The rapid pace of technology innovation and applications in recent decades — you could argue that just about every kind of business is a “tech” business these days — has spawned a sea of tech startups and larger businesses that are focused on serving that market, and equally demanding consumers, on a daily basis. Today, a venture capital firm in the UK is announcing a fund aimed at helping to grow the technologies that will underpin a lot of those daily applications.
Cambridge-based IQ Capital is raising £125 million ($165 million) that it will use specifically to back UK startups that are building “deep tech” — the layer of research and development, and potentially commercialised technology, that is considered foundational to how a lot of technology will work in the years and decades to come. So far, some £92 million has been secured, and partner Kerry Baldwin said that the rest is coming “without question” — pointing to strong demand.
There was a time when it was more challenging to raise money for very early stage companies working at the cusp of new technologies, even more so in smaller tech ecosystems like the UK’s. As Ed Stacey, another partner in the firm acknowledges, there is often a very high risk of failure at even more stages of the process, with the tech in some cases not even fully developed, let alone rolled out to see what kind of commercial interest there might be in the product.
However, there has been a clear shift in the last several years.
There a lot more money floating around in tech these days — so much so that it’s created a stronger demand for projects to invest in. (Another consequence of that is that when you do get a promising startup, funds are potentially giving them hundreds of millions and causing other disruptions in how they grow and exit, which is another story…)
And while there are definitely a lot of startups out there in the world today, a lot of them are what you might describe as “me too”, or at least making something that is easily replicated by another startup, making the returns and the wins harder to find among them.

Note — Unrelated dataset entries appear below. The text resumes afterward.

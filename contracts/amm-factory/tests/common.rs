#![allow(dead_code)]

use amm_factory::{AmmFactory, AmmFactoryClient};
use soroban_sdk::{testutils::Address as _, Address, Bytes, BytesN, Env};

pub const SQRT_PRICE_1_1: u128 = 1u128 << 64;

/// Hash of the zero-byte code the sandbox host accepts for native test contracts.
/// Pools deployed from it get an instance but no callable code.
pub fn placeholder_pool_hash(env: &Env) -> BytesN<32> {
    env.deployer().upload_contract_wasm(Bytes::new(env))
}

pub fn setup_factory(env: &Env) -> (AmmFactoryClient<'_>, Address, Address) {
    let admin = Address::generate(env);
    let wrapped_native = create_token(env);
    let factory_id = env.register_contract(None, AmmFactory);
    let client = AmmFactoryClient::new(env, &factory_id);
    client.initialize(&admin, &wrapped_native, &placeholder_pool_hash(env));
    (client, admin, wrapped_native)
}

pub fn create_token(env: &Env) -> Address {
    let admin = Address::generate(env);
    env.register_stellar_asset_contract_v2(admin).address()
}
//! Unipilot vault type definitions

use soroban_sdk::{contracttype, Address, BytesN, String};

/// Identity of a vault, fixed at initialization
#[contracttype]
#[derive(Clone, Debug, Eq, PartialEq)]
pub struct VaultConfig {
    /// Factory that deployed this vault
    pub factory: Address,
    pub pool: Address,
    pub token0: Address,
    pub token1: Address,
    pub fee: u32,
    pub name: String,
    pub symbol: String,
}

/// Registry record as stored by the factory
#[contracttype]
#[derive(Clone, Debug, Eq, PartialEq)]
pub struct VaultInfo {
    pub vault: Address,
    pub pool: Address,
    pub token0: Address,
    pub token1: Address,
    pub fee: u32,
    pub sqrt_price_x64: u128,
    pub name: String,
    pub symbol: String,
    pub salt: BytesN<32>,
    pub index: u32,
}
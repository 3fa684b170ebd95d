//! Full deployment: AMM, vault factory and a vault creator bound to them

use amm_factory::AmmFactoryClient;
use soroban_sdk::Address;
use unipilot_factory::UnipilotFactoryClient;
use unipilot_vault::UnipilotVaultClient;

use crate::amm::{deploy_amm_contracts, deploy_wrapped_native, WrappedNative};
use crate::context::NetworkContext;
use crate::error::FixtureError;
use crate::factory::unipilot_factory_fixture;
use crate::vault::{VaultArtifact, VaultCreationParameters, VaultCreator};

/// Which identities and code a fixture deploys with
#[derive(Clone, Debug)]
pub struct FixtureConfig {
    /// Signer that deploys everything and governs the vault factory
    pub deployer_index: usize,
    /// Second signer, reserved for tests acting as a non-privileged user
    pub other_index: usize,
    pub strategy: Option<Address>,
    pub vault_artifact: VaultArtifact,
}

impl Default for FixtureConfig {
    fn default() -> Self {
        Self {
            deployer_index: 0,
            other_index: 1,
            strategy: None,
            vault_artifact: VaultArtifact::Native,
        }
    }
}

pub struct UnipilotVaultFixture<'a> {
    pub unipilot_factory: UnipilotFactoryClient<'a>,
    pub amm_factory: AmmFactoryClient<'a>,
    pub wrapped_native: WrappedNative,
    pub creator: VaultCreator,
    pub deployer: Address,
    pub other: Address,
}

impl<'a> UnipilotVaultFixture<'a> {
    pub fn create_vault(
        &self,
        params: &VaultCreationParameters,
    ) -> Result<UnipilotVaultClient<'a>, FixtureError> {
        self.creator.create_vault(params)
    }
}

/// Deploy the AMM and a strategy-less vault factory with default identities
pub fn unipilot_vault_fixture<'a>(
    ctx: &NetworkContext,
) -> Result<UnipilotVaultFixture<'a>, FixtureError> {
    unipilot_vault_fixture_with(ctx, &FixtureConfig::default())
}

pub fn unipilot_vault_fixture_with<'a>(
    ctx: &NetworkContext,
    config: &FixtureConfig,
) -> Result<UnipilotVaultFixture<'a>, FixtureError> {
    let deployer = ctx.signer(config.deployer_index)?;
    let other = ctx.signer(config.other_index)?;

    let wrapped_native = deploy_wrapped_native(ctx, &deployer);
    let amm = deploy_amm_contracts(ctx, &deployer, wrapped_native)?;

    let factory = unipilot_factory_fixture(
        ctx,
        &deployer,
        &amm.factory.address,
        config.strategy.clone(),
        &config.vault_artifact,
    )?;

    let creator = VaultCreator::new(
        ctx.env(),
        &factory.unipilot_factory.address,
        config.vault_artifact.clone(),
    );

    Ok(UnipilotVaultFixture {
        unipilot_factory: factory.unipilot_factory,
        amm_factory: amm.factory,
        wrapped_native: amm.wrapped_native,
        creator,
        deployer,
        other,
    })
}
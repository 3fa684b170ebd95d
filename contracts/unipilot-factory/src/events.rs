//! Unipilot factory events

use soroban_sdk::{Address, Env, IntoVal, Map, Symbol, Val};

/// Emitted when factory is initialized
pub fn emit_initialized(env: &Env, amm_factory: &Address, governance: &Address) {
    env.events().publish(
        (Symbol::new(env, "FactoryInit"),),
        (amm_factory.clone(), governance.clone()),
    );
}

/// Emitted when a vault is deployed
///
/// Body is a map keyed by field name so consumers can read `_vault`
/// without depending on field order.
pub fn emit_vault_created(
    env: &Env,
    token0: &Address,
    token1: &Address,
    fee: u32,
    vault: &Address,
) {
    let mut body: Map<Symbol, Val> = Map::new(env);
    body.set(Symbol::new(env, "_token0"), token0.into_val(env));
    body.set(Symbol::new(env, "_token1"), token1.into_val(env));
    body.set(Symbol::new(env, "_fee"), fee.into_val(env));
    body.set(Symbol::new(env, "_vault"), vault.into_val(env));

    env.events()
        .publish((Symbol::new(env, "VaultCreated"), token0.clone(), token1.clone()), body);
}

/// Emitted when governance is transferred
pub fn emit_governance_updated(env: &Env, old: &Address, new: &Address) {
    env.events().publish(
        (Symbol::new(env, "GovernanceUpdated"),),
        (old.clone(), new.clone()),
    );
}

pub fn emit_strategy_updated(env: &Env, strategy: &Option<Address>) {
    env.events()
        .publish((Symbol::new(env, "StrategyUpdated"),), strategy.clone());
}
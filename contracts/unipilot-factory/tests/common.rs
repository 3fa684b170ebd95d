#![allow(dead_code)]

use amm_factory::{AmmFactory, AmmFactoryClient};
use soroban_sdk::{testutils::Address as _, Address, Bytes, BytesN, Env, String};
use unipilot_factory::{UnipilotFactory, UnipilotFactoryClient};

pub const SQRT_PRICE_1_1: u128 = 1u128 << 64;

/// Hash of the zero-byte code the sandbox host runs native test contracts from
pub fn placeholder_hash(env: &Env) -> BytesN<32> {
    env.deployer().upload_contract_wasm(Bytes::new(env))
}

pub struct Setup<'a> {
    pub factory: UnipilotFactoryClient<'a>,
    pub amm: AmmFactoryClient<'a>,
    pub governance: Address,
}

pub fn setup_amm(env: &Env) -> AmmFactoryClient<'_> {
    let admin = Address::generate(env);
    let amm_id = env.register_contract(None, AmmFactory);
    let amm = AmmFactoryClient::new(env, &amm_id);
    amm.initialize(&admin, &create_token(env), &placeholder_hash(env));
    amm
}

/// AMM and vault factory wired together, vault code installed
pub fn setup(env: &Env) -> Setup<'_> {
    let amm = setup_amm(env);
    let governance = Address::generate(env);

    let factory_id = env.register_contract(None, UnipilotFactory);
    let factory = UnipilotFactoryClient::new(env, &factory_id);
    factory.initialize(&amm.address, &governance, &None);
    factory.set_vault_wasm_hash(&placeholder_hash(env));

    Setup { factory, amm, governance }
}

pub fn create_token(env: &Env) -> Address {
    let admin = Address::generate(env);
    env.register_stellar_asset_contract_v2(admin).address()
}

pub fn name(env: &Env) -> String {
    String::from_str(env, "Unipilot LP")
}

pub fn symbol(env: &Env) -> String {
    String::from_str(env, "UP-LP")
}
//! Vault factory deployment

use soroban_sdk::Address;
use unipilot_factory::{UnipilotFactory, UnipilotFactoryClient};

use crate::context::NetworkContext;
use crate::error::{settle, FixtureError};
use crate::vault::VaultArtifact;

pub struct UnipilotFactoryFixture<'a> {
    pub unipilot_factory: UnipilotFactoryClient<'a>,
}

/// Deploy a vault factory on top of `amm_factory`.
///
/// `deployer` becomes governance. The AMM address is not checked here; a
/// wrong one fails on the first vault creation.
pub fn unipilot_factory_fixture<'a>(
    ctx: &NetworkContext,
    deployer: &Address,
    amm_factory: &Address,
    strategy: Option<Address>,
    vault_artifact: &VaultArtifact,
) -> Result<UnipilotFactoryFixture<'a>, FixtureError> {
    let env = ctx.env();
    let factory_id = env.register_contract(None, UnipilotFactory);
    let unipilot_factory = UnipilotFactoryClient::new(env, &factory_id);

    settle(unipilot_factory.try_initialize(amm_factory, deployer, &strategy))?;
    settle(unipilot_factory.try_set_vault_wasm_hash(&vault_artifact.install(env)))?;

    tracing::info!(
        unipilot_factory = ?factory_id,
        amm_factory = ?amm_factory,
        "deployed vault factory"
    );

    Ok(UnipilotFactoryFixture { unipilot_factory })
}
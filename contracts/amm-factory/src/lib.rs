#![no_std]

//! # AMM Factory
//!
//! Base concentrated-liquidity AMM factory the Unipilot vaults sit on.
//!
//! ## Responsibilities:
//! 1. Fee tier standardization
//! 2. Deterministic pool deployment (one pool per pair + fee)
//! 3. Pool registry used by vault factories

use soroban_sdk::{contract, contractimpl, xdr::ToXdr, Address, BytesN, Env, Vec};
use unipilot_math::{
    is_valid_sqrt_price, FEE_DENOMINATOR, FEE_HIGH, FEE_LOW, FEE_MEDIUM, TICK_SPACING_HIGH,
    TICK_SPACING_LOW, TICK_SPACING_MEDIUM,
};

mod error;
mod events;
mod storage;
mod types;

pub use error::AmmFactoryError;
use events::*;
use storage::*;
pub use types::*;

// ============================================================
// CONTRACT
// ============================================================

#[contract]
pub struct AmmFactory;

#[contractimpl]
impl AmmFactory {
    // ========================================================
    // WRITE FUNCTIONS
    // ========================================================

    /// Initialize factory
    ///
    /// # Arguments
    /// * `admin` - Address allowed to manage fee tiers and pool code
    /// * `wrapped_native` - Wrapped native asset of the deployment
    /// * `pool_wasm_hash` - Code every pool is deployed from
    pub fn initialize(
        env: Env,
        admin: Address,
        wrapped_native: Address,
        pool_wasm_hash: BytesN<32>,
    ) -> Result<(), AmmFactoryError> {
        admin.require_auth();

        if is_initialized(&env) {
            return Err(AmmFactoryError::AlreadyInitialized);
        }

        let config = AmmConfig {
            admin: admin.clone(),
            wrapped_native: wrapped_native.clone(),
            pool_wasm_hash,
        };
        write_config(&env, &config);
        set_initialized(&env);

        Self::init_fee_tiers(&env);

        emit_initialized(&env, &admin, &wrapped_native);

        Ok(())
    }

    /// Deploy and register the pool for a pair and fee tier
    ///
    /// Tokens are sorted, so `(a, b)` and `(b, a)` name the same pool.
    pub fn create_pool(
        env: Env,
        creator: Address,
        token_a: Address,
        token_b: Address,
        fee: u32,
        sqrt_price_x64: u128,
    ) -> Result<Address, AmmFactoryError> {
        creator.require_auth();

        let config = read_config(&env).ok_or(AmmFactoryError::NotInitialized)?;

        if token_a == token_b {
            return Err(AmmFactoryError::InvalidTokenPair);
        }

        let (token0, token1) = sort_tokens(&token_a, &token_b);

        if pool_exists(&env, &token0, &token1, fee) {
            return Err(AmmFactoryError::PoolAlreadyExists);
        }

        let tier = read_fee_tier(&env, fee)
            .filter(|t| t.enabled)
            .ok_or(AmmFactoryError::InvalidFeeTier)?;

        if !is_valid_sqrt_price(sqrt_price_x64) {
            return Err(AmmFactoryError::InvalidInitialPrice);
        }

        let pool = Self::deploy_pool(&env, &config, &token0, &token1, fee);

        let info = PoolInfo {
            pool: pool.clone(),
            token0: token0.clone(),
            token1: token1.clone(),
            fee,
            tick_spacing: tier.tick_spacing,
            sqrt_price_x64,
            creator: creator.clone(),
        };
        register_pool(&env, &info);

        emit_pool_created(&env, &pool, &token0, &token1, &creator, fee);

        Ok(pool)
    }

    // ========================================================
    // READ FUNCTIONS
    // ========================================================

    /// Get pool contract address by token pair and fee tier
    pub fn get_pool_address(env: Env, token_a: Address, token_b: Address, fee: u32) -> Option<Address> {
        let (token0, token1) = sort_tokens(&token_a, &token_b);
        read_pool(&env, &token0, &token1, fee)
    }

    /// Check if pool is already deployed for this pair+fee
    pub fn is_pool_deployed(env: Env, token_a: Address, token_b: Address, fee: u32) -> bool {
        let (token0, token1) = sort_tokens(&token_a, &token_b);
        pool_exists(&env, &token0, &token1, fee)
    }

    pub fn get_pool_info(env: Env, pool: Address) -> Result<PoolInfo, AmmFactoryError> {
        read_pool_info(&env, &pool).ok_or(AmmFactoryError::PoolNotFound)
    }

    /// Get total number of deployed pools
    pub fn get_total_pools(env: Env) -> u32 {
        read_pool_count(&env)
    }

    /// Get all deployed pool addresses, in creation order
    pub fn get_all_pool_addresses(env: Env) -> Vec<Address> {
        read_pool_list(&env)
    }

    /// Get fee tier configuration
    pub fn get_fee_tier(env: Env, fee: u32) -> Option<FeeTier> {
        read_fee_tier(&env, fee)
    }

    pub fn get_wrapped_native(env: Env) -> Result<Address, AmmFactoryError> {
        read_config(&env)
            .map(|c| c.wrapped_native)
            .ok_or(AmmFactoryError::NotInitialized)
    }

    pub fn get_admin(env: Env) -> Result<Address, AmmFactoryError> {
        read_config(&env)
            .map(|c| c.admin)
            .ok_or(AmmFactoryError::NotInitialized)
    }

    // ========================================================
    // ADMIN FUNCTIONS
    // ========================================================

    /// Update pool WASM hash (for future pool deployments)
    pub fn set_pool_wasm_hash(env: Env, new_hash: BytesN<32>) -> Result<(), AmmFactoryError> {
        let mut config = read_config(&env).ok_or(AmmFactoryError::NotInitialized)?;
        config.admin.require_auth();
        config.pool_wasm_hash = new_hash;
        write_config(&env, &config);
        Ok(())
    }

    /// Transfer admin role. Both old and new admin must authorize
    pub fn set_admin(env: Env, new_admin: Address) -> Result<(), AmmFactoryError> {
        let mut config = read_config(&env).ok_or(AmmFactoryError::NotInitialized)?;
        config.admin.require_auth();
        new_admin.require_auth();

        emit_admin_updated(&env, &config.admin, &new_admin);

        config.admin = new_admin;
        write_config(&env, &config);
        Ok(())
    }

    /// Add or update fee tier configuration
    pub fn set_fee_tier(
        env: Env,
        fee: u32,
        tick_spacing: i32,
        enabled: bool,
    ) -> Result<(), AmmFactoryError> {
        let config = read_config(&env).ok_or(AmmFactoryError::NotInitialized)?;
        config.admin.require_auth();

        if tick_spacing <= 0 {
            return Err(AmmFactoryError::InvalidTickSpacing);
        }

        if fee == 0 || fee >= FEE_DENOMINATOR {
            return Err(AmmFactoryError::InvalidFeeTier);
        }

        write_fee_tier(&env, &FeeTier { fee, tick_spacing, enabled });

        emit_fee_tier_updated(&env, fee, tick_spacing, enabled);

        Ok(())
    }

    // ========================================================
    // INTERNAL HELPERS
    // ========================================================

    fn init_fee_tiers(env: &Env) {
        write_fee_tier(env, &FeeTier {
            fee: FEE_LOW,
            tick_spacing: TICK_SPACING_LOW,
            enabled: true,
        });

        write_fee_tier(env, &FeeTier {
            fee: FEE_MEDIUM,
            tick_spacing: TICK_SPACING_MEDIUM,
            enabled: true,
        });

        write_fee_tier(env, &FeeTier {
            fee: FEE_HIGH,
            tick_spacing: TICK_SPACING_HIGH,
            enabled: true,
        });
    }

    fn deploy_pool(
        env: &Env,
        config: &AmmConfig,
        token0: &Address,
        token1: &Address,
        fee: u32,
    ) -> Address {
        // Deterministic salt
        let mut salt_data = token0.clone().to_xdr(env);
        salt_data.append(&token1.clone().to_xdr(env));
        salt_data.append(&fee.to_xdr(env));
        let salt = env.crypto().sha256(&salt_data);

        env.deployer()
            .with_current_contract(salt)
            .deploy(config.pool_wasm_hash.clone())
    }
}
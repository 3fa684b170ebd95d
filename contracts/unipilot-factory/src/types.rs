//! Unipilot factory type definitions

use soroban_sdk::{contracttype, Address, BytesN, String};

/// Factory configuration
#[contracttype]
#[derive(Clone, Debug, Eq, PartialEq)]
pub struct FactoryConfig {
    /// AMM factory whose pools the vaults manage
    pub amm_factory: Address,
    pub governance: Address,
    /// Rebalancing strategy, none until governance sets one
    pub strategy: Option<Address>,
}

/// Registry record for a created vault
///
/// The vault reads its own record back on initialization, so the
/// field layout is shared with the vault contract.
#[contracttype]
#[derive(Clone, Debug, Eq, PartialEq)]
pub struct VaultInfo {
    pub vault: Address,
    pub pool: Address,
    pub token0: Address,
    pub token1: Address,
    pub fee: u32,
    /// Price the pool was opened at, which differs from the requested
    /// price when the pool already existed
    pub sqrt_price_x64: u128,
    pub name: String,
    pub symbol: String,
    /// Salt the vault was deployed with
    pub salt: BytesN<32>,
    /// Position in creation order
    pub index: u32,
}

/// Fee tier as reported by the AMM factory
#[contracttype]
#[derive(Clone, Debug, Eq, PartialEq)]
pub struct FeeTier {
    pub fee: u32,
    pub tick_spacing: i32,
    pub enabled: bool,
}

/// Pool record as reported by the AMM factory
#[contracttype]
#[derive(Clone, Debug, Eq, PartialEq)]
pub struct PoolInfo {
    pub pool: Address,
    pub token0: Address,
    pub token1: Address,
    pub fee: u32,
    pub tick_spacing: i32,
    pub sqrt_price_x64: u128,
    pub creator: Address,
}
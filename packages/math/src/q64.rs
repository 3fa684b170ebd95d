// SPDX-License-Identifier: MIT
// Q64.64 Fixed-Point Arithmetic Operations

use crate::constants::Q64;

pub const ONE_X64: u128 = Q64;

/// Multiply two Q64.64 numbers, returning Q64.64 result
/// Uses decomposition to avoid overflow
#[inline]
pub fn mul_q64(a: u128, b: u128) -> u128 {
    let a_hi = a >> 64;
    let a_lo = a & 0xFFFFFFFFFFFFFFFF;
    let b_hi = b >> 64;
    let b_lo = b & 0xFFFFFFFFFFFFFFFF;

    let term_hh = a_hi * b_hi;
    let term_hl = a_hi * b_lo;
    let term_lh = a_lo * b_hi;
    let term_ll = a_lo * b_lo;

    (term_hh << 64) + term_hl + term_lh + (term_ll >> 64)
}

/// Divide in Q64.64 format: (a * 2^64) / b
#[inline]
pub fn div_q64(a: u128, b: u128) -> u128 {
    if b == 0 { return u128::MAX; }

    if a <= (u128::MAX >> 64) {
        return (a << 64) / b;
    }

    let q = a / b;
    let r = a % b;

    let q_part = q << 64;
    let r_part = if r <= (u128::MAX >> 64) {
        (r << 64) / b
    } else {
        ((r >> 32) << 32) / (b >> 32).max(1)
    };

    q_part.saturating_add(r_part)
}
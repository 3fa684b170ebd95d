#![allow(dead_code)]

use soroban_sdk::{testutils::Address as _, Address};
use tracing_subscriber::EnvFilter;
use unipilot_fixtures::{encode_price_sqrt, NetworkContext, VaultCreationParameters};

pub const FEE_MEDIUM: u32 = 3000;

pub fn init_tracing() {
    let _ = tracing_subscriber::fmt()
        .with_env_filter(EnvFilter::from_default_env())
        .with_test_writer()
        .try_init();
}

pub fn create_token(ctx: &NetworkContext) -> Address {
    let admin = Address::generate(ctx.env());
    ctx.env().register_stellar_asset_contract_v2(admin).address()
}

/// Parameters of the reference vault: 0.30% tier opened at price 1
pub fn default_params(ctx: &NetworkContext, token_a: &Address, token_b: &Address) -> VaultCreationParameters {
    VaultCreationParameters::new(
        ctx.env(),
        token_a,
        token_b,
        FEE_MEDIUM,
        encode_price_sqrt(1, 1),
        "Unipilot LP",
        "UP-LP",
    )
}
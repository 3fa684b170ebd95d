#![allow(dead_code)]

use amm_factory::{AmmFactory, AmmFactoryClient};
use soroban_sdk::{testutils::Address as _, Address, Bytes, BytesN, Env, String};
use unipilot_factory::{UnipilotFactory, UnipilotFactoryClient};
use unipilot_vault::{UnipilotVault, UnipilotVaultClient};

pub const SQRT_PRICE_1_1: u128 = 1u128 << 64;

pub fn placeholder_hash(env: &Env) -> BytesN<32> {
    env.deployer().upload_contract_wasm(Bytes::new(env))
}

pub fn create_token(env: &Env) -> Address {
    let admin = Address::generate(env);
    env.register_stellar_asset_contract_v2(admin).address()
}

pub fn setup_factory(env: &Env) -> UnipilotFactoryClient<'_> {
    let amm_id = env.register_contract(None, AmmFactory);
    let amm = AmmFactoryClient::new(env, &amm_id);
    amm.initialize(&Address::generate(env), &create_token(env), &placeholder_hash(env));

    let factory_id = env.register_contract(None, UnipilotFactory);
    let factory = UnipilotFactoryClient::new(env, &factory_id);
    factory.initialize(&amm_id, &Address::generate(env), &None);
    factory.set_vault_wasm_hash(&placeholder_hash(env));
    factory
}

/// Create a vault through the factory and attach the vault implementation
/// to the deployed instance, without initializing it
pub fn create_vault<'a>(env: &'a Env, factory: &UnipilotFactoryClient<'a>) -> UnipilotVaultClient<'a> {
    let vault = factory.create_vault(
        &create_token(env),
        &create_token(env),
        &3000,
        &SQRT_PRICE_1_1,
        &String::from_str(env, "Unipilot LP"),
        &String::from_str(env, "UP-LP"),
    );
    env.register_contract(Some(&vault), UnipilotVault);
    UnipilotVaultClient::new(env, &vault)
}
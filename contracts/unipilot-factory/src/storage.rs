// Unipilot factory storage module

use soroban_sdk::{contracttype, Address, BytesN, Env, Vec};

use crate::types::{FactoryConfig, VaultInfo};

#[contracttype]
pub enum DataKey {
    Config,
    /// Code hash new vaults are deployed from
    VaultWasmHash,
    VaultCount,
    VaultInfo(Address),
    VaultByIndex(u32),
    /// Vaults created for (token0, token1, fee)
    PairVaults(Address, Address, u32),
}

const PERSISTENT_THRESHOLD: u32 = 518_400;
const PERSISTENT_BUMP: u32 = 3_110_400;

fn extend_ttl(env: &Env, key: &DataKey) {
    env.storage().persistent().extend_ttl(key, PERSISTENT_THRESHOLD, PERSISTENT_BUMP);
}

// ============================================================
// CONFIG
// ============================================================

pub fn has_config(env: &Env) -> bool {
    env.storage().persistent().has(&DataKey::Config)
}

pub fn write_config(env: &Env, config: &FactoryConfig) {
    env.storage().persistent().set(&DataKey::Config, config);
    extend_ttl(env, &DataKey::Config);
}

pub fn read_config(env: &Env) -> Option<FactoryConfig> {
    env.storage().persistent().get(&DataKey::Config)
}

pub fn write_vault_wasm_hash(env: &Env, hash: &BytesN<32>) {
    env.storage().persistent().set(&DataKey::VaultWasmHash, hash);
    extend_ttl(env, &DataKey::VaultWasmHash);
}

pub fn read_vault_wasm_hash(env: &Env) -> Option<BytesN<32>> {
    env.storage().persistent().get(&DataKey::VaultWasmHash)
}

// ============================================================
// VAULT REGISTRY
// ============================================================

pub fn sort_tokens(token_a: &Address, token_b: &Address) -> (Address, Address) {
    if token_a < token_b {
        (token_a.clone(), token_b.clone())
    } else {
        (token_b.clone(), token_a.clone())
    }
}

pub fn read_vault_count(env: &Env) -> u32 {
    env.storage().persistent().get(&DataKey::VaultCount).unwrap_or(0)
}

pub fn read_vault_info(env: &Env, vault: &Address) -> Option<VaultInfo> {
    env.storage().persistent().get(&DataKey::VaultInfo(vault.clone()))
}

pub fn read_pair_vaults(env: &Env, token0: &Address, token1: &Address, fee: u32) -> Vec<Address> {
    env.storage()
        .persistent()
        .get(&DataKey::PairVaults(token0.clone(), token1.clone(), fee))
        .unwrap_or_else(|| Vec::new(env))
}

pub fn read_vault_by_index(env: &Env, index: u32) -> Option<Address> {
    env.storage().persistent().get(&DataKey::VaultByIndex(index))
}

/// Record a vault under its address, its pair and `info.index`
pub fn register_vault(env: &Env, info: &VaultInfo) {
    let info_key = DataKey::VaultInfo(info.vault.clone());
    env.storage().persistent().set(&info_key, info);
    extend_ttl(env, &info_key);

    let pair_key = DataKey::PairVaults(info.token0.clone(), info.token1.clone(), info.fee);
    let mut vaults = read_pair_vaults(env, &info.token0, &info.token1, info.fee);
    vaults.push_back(info.vault.clone());
    env.storage().persistent().set(&pair_key, &vaults);
    extend_ttl(env, &pair_key);

    let index_key = DataKey::VaultByIndex(info.index);
    env.storage().persistent().set(&index_key, &info.vault);
    extend_ttl(env, &index_key);

    env.storage().persistent().set(&DataKey::VaultCount, &(info.index + 1));
    extend_ttl(env, &DataKey::VaultCount);
}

A new focus that we are seeing on “deep tech” is a consequence of both of those trends.
“The low-hanging fruit has been discovered… Shallow tech is a solved problem,” Stacey said, in reference to areas like the basics of e-commerce services and mobile apps. “These are easy to build with open source components, for example. It’s shallow when it can be copied very quickly.”
In contrast, deep tech is “by definition is something that can’t easily be copied,” he continued. “The underlying algorithm is deep, with computational complexity.”
But the challenges run deep in deep tech: not only might a product or technology never come together, or find a customer, but it might face problems scaling if it does take off. IQ Capital’s focus on deep tech is coupled with the company trying to determine which ideas will scale, not just work or find a customer. As we see more deep tech companies emerging and growing, I’m guessing scalability will become an ever more prominent factor in deciding whether a startup gets backing.
IQ Capital’s investments to date span areas like security (Privitar), marketing tech (Grapeshot, which was acquired by Oracle earlier this year), AI (such as speech recognition API developer Speechmatics) and biotechnology (Fluidic Analytics, which measures protein concentrations), all areas that will be the focus of this fund, along with IoT and other emerging technologies and gaps in the current market.
IQ Capital is not the only fund starting to focus on deep tech, nor is its portfolio the only range of startups focusing on this (Allegro.AI and deep-learning chipmaker Hailo are others, to name just two).
LPs in this latest fund include family offices, wealth managers, tech entrepreneurs and CEOs from IQ’s previous investments, as well as British Business Investments, the commercial arm of the British Business Bank, the firm said.